HOW TO COMPLETE THIS TASK: Filter the lines below, keeping each one that holds "PlatformConfig".

[Stored items]
————————
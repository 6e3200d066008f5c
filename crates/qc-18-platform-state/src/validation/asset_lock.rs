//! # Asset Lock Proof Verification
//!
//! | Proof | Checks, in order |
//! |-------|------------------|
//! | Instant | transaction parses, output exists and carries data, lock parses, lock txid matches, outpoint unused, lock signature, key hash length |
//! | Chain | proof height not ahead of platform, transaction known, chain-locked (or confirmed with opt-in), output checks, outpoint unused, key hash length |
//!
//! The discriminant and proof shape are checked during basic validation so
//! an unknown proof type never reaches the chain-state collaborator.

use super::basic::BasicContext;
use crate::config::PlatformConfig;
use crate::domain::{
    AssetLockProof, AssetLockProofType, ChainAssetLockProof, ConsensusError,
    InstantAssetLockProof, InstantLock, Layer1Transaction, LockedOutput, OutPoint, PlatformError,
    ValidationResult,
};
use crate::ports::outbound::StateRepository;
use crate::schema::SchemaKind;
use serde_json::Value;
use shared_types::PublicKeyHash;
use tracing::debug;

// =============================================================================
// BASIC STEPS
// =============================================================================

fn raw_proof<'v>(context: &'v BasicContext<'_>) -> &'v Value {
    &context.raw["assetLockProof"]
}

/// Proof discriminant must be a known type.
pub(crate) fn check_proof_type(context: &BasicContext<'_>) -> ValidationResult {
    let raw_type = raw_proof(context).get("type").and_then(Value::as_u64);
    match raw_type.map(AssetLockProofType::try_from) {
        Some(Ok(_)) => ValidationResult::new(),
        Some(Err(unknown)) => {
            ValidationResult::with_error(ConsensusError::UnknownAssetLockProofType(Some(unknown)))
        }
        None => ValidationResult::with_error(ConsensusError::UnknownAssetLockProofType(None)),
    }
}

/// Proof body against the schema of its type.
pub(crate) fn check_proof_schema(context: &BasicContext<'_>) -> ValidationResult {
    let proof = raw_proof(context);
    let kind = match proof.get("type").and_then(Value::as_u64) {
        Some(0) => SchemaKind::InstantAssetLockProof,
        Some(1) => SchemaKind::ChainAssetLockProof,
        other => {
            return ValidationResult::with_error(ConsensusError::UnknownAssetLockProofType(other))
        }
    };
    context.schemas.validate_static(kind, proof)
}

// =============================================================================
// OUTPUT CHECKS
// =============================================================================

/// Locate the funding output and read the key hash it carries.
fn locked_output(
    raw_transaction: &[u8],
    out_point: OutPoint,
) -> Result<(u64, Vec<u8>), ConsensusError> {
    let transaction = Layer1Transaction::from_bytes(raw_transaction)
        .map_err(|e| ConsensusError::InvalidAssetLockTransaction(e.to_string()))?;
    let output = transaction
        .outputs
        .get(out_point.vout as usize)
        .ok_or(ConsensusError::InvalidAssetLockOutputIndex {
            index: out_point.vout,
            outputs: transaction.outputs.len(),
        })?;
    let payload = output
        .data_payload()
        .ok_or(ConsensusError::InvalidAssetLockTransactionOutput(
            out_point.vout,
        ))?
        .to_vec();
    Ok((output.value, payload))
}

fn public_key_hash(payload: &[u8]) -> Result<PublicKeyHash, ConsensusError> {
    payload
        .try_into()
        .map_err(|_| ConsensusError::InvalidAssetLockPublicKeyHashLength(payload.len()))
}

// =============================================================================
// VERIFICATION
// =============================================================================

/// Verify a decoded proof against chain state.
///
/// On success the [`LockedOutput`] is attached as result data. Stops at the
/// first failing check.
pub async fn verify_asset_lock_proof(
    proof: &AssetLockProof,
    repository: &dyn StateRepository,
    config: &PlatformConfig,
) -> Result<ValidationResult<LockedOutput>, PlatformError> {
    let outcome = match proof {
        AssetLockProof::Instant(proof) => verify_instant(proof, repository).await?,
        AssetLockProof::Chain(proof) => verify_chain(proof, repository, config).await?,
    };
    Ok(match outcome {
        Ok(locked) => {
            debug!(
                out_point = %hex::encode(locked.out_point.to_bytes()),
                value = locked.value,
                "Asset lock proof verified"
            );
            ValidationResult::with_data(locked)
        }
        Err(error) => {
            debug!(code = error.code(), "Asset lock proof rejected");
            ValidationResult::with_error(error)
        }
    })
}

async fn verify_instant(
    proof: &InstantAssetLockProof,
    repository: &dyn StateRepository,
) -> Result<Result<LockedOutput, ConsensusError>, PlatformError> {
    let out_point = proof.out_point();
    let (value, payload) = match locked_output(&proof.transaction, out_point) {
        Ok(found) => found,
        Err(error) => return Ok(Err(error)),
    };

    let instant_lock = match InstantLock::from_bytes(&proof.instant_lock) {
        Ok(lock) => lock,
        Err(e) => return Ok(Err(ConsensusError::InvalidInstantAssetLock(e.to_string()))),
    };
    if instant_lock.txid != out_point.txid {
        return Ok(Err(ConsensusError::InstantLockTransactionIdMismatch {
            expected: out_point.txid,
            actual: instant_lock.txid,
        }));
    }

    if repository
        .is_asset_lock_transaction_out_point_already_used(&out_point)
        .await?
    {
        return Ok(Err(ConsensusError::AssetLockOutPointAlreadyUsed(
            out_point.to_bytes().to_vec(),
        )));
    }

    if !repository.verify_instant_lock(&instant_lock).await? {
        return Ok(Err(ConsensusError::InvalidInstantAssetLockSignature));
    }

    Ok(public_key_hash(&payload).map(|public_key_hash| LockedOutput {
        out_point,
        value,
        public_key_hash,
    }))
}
————————
SOLUTION FOR THIS PROBLEM:
use crate::config::PlatformConfig;
    config: &PlatformConfig,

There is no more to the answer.